DIRECTIONS: Set down, please, without alteration, the lines of the entries below from the first through the one containing "AD tokens, or".

DATA UNDER STUDY:
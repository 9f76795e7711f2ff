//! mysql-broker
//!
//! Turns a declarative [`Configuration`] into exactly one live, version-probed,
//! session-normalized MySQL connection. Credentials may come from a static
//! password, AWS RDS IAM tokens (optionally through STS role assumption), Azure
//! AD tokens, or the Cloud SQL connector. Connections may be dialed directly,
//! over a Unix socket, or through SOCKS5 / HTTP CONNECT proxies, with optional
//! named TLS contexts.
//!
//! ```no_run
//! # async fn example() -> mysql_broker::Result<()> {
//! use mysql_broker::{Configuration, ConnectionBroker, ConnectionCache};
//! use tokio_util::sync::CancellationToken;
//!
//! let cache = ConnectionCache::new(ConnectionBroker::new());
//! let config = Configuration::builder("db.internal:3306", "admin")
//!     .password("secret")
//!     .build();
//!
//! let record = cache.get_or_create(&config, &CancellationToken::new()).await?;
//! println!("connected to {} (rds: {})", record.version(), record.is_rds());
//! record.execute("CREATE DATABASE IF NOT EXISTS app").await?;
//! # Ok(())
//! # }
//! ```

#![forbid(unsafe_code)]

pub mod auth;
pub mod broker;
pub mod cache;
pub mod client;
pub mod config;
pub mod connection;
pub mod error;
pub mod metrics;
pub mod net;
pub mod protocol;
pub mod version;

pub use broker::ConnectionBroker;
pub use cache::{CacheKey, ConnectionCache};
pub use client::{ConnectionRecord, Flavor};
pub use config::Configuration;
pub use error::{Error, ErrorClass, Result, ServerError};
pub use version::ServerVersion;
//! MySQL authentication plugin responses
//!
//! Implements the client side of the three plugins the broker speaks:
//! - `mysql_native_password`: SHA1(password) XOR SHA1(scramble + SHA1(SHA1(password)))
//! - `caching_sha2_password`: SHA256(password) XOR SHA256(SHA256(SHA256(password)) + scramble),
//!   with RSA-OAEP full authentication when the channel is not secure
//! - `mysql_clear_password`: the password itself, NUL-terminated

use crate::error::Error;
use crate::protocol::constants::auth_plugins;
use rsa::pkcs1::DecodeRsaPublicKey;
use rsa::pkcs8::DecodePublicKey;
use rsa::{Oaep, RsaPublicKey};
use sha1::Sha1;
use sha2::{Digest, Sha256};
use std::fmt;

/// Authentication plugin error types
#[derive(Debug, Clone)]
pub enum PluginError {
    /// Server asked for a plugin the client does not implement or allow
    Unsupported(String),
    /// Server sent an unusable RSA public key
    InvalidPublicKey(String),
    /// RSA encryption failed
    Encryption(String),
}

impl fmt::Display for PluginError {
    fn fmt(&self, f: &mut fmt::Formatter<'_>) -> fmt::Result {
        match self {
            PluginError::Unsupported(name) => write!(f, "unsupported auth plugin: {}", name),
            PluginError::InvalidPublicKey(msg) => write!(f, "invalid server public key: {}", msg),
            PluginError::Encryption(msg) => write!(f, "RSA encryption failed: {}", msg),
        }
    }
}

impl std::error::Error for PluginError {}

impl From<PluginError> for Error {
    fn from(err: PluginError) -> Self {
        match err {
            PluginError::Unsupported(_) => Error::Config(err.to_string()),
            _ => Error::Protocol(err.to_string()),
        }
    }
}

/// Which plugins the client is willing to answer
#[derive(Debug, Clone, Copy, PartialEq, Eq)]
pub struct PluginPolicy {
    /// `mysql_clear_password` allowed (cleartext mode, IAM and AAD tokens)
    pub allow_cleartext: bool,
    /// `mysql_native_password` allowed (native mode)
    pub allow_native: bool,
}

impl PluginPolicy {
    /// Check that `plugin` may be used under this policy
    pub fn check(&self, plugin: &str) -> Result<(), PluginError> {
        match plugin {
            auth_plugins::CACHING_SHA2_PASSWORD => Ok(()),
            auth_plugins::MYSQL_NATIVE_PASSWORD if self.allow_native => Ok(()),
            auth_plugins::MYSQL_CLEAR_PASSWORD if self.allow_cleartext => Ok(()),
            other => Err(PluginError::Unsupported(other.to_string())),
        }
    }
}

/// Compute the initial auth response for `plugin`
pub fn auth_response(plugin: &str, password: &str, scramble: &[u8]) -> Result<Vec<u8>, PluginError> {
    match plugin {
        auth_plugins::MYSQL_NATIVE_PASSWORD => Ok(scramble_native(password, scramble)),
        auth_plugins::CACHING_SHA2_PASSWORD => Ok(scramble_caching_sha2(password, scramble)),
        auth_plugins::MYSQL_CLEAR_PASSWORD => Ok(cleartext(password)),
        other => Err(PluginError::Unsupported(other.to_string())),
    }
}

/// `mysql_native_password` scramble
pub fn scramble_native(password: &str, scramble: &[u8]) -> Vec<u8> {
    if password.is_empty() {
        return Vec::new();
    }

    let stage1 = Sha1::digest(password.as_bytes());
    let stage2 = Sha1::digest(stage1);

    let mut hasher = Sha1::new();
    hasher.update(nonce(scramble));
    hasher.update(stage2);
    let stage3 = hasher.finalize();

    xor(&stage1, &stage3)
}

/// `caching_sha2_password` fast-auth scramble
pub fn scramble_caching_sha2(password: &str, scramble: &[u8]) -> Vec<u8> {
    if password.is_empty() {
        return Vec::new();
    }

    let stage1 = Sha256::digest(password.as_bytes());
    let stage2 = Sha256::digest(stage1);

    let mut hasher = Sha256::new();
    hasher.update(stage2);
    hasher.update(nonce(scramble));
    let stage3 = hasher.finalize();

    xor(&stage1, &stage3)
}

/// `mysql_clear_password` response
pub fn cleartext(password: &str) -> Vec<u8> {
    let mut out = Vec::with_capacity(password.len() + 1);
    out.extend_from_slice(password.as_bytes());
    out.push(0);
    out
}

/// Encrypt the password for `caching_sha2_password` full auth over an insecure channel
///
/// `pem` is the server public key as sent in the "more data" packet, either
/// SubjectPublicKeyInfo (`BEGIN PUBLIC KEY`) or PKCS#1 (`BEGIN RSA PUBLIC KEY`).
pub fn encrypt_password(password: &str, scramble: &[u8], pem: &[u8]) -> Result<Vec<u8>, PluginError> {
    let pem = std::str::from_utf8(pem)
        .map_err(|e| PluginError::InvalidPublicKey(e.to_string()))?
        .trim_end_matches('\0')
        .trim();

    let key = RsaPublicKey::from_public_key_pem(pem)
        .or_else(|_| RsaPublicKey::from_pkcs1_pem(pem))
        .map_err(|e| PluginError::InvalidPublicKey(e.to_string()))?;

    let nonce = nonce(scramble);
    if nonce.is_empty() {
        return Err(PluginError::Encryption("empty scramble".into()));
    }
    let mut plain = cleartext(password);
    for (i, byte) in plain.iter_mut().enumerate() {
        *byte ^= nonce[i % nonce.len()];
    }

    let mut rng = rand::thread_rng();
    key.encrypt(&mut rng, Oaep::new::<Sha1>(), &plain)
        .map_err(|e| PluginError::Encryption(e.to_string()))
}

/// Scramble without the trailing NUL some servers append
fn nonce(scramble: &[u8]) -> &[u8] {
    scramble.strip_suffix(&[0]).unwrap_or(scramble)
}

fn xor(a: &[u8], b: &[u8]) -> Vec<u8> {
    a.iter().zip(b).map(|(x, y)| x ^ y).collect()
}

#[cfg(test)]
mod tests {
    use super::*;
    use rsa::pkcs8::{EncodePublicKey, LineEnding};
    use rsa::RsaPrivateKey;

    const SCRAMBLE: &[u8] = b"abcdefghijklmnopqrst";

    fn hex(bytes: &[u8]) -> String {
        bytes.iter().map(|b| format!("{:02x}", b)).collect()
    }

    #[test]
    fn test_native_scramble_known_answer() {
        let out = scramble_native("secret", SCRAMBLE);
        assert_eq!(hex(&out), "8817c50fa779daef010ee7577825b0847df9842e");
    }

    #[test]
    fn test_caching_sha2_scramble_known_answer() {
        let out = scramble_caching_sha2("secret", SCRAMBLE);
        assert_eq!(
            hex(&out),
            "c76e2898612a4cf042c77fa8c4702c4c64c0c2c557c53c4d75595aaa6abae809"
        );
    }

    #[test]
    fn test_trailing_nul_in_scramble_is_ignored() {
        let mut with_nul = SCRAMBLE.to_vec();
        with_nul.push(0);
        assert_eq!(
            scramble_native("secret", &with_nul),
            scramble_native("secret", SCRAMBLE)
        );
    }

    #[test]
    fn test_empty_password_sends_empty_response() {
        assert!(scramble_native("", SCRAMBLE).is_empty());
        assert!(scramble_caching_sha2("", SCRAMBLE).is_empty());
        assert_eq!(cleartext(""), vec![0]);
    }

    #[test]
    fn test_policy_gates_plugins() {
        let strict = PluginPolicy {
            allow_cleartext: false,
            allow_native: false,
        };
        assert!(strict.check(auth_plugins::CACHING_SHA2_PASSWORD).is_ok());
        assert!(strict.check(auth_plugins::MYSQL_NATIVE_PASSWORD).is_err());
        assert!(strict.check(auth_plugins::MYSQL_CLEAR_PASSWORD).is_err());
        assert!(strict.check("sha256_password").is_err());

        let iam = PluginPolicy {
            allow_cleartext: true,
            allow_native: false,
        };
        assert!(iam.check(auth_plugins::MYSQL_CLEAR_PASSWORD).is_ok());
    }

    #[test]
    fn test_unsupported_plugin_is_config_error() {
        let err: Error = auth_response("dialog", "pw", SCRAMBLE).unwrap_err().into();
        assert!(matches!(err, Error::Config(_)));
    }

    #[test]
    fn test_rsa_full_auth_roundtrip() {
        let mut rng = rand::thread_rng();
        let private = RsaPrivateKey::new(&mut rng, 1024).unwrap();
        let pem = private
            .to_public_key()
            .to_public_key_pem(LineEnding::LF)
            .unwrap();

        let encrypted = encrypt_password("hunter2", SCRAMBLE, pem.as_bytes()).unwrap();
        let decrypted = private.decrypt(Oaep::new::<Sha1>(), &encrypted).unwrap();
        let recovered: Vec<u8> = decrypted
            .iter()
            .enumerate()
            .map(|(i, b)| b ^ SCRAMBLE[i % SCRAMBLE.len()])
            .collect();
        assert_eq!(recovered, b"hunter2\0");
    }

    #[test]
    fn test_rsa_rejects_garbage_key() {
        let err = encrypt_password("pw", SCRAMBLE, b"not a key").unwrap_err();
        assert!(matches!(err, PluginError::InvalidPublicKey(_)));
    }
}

ANSWER BELOW:
repository 9f76795e7711f2ff
//! mysql-broker
//!
//! Turns a declarative [`Configuration`] into exactly one live, version-probed,
//! session-normalized MySQL connection. Credentials may come from a static
//! password, AWS RDS IAM tokens (optionally through STS role assumption), Azure
//! AD tokens, or the Cloud SQL connector. Connections may be dialed directly,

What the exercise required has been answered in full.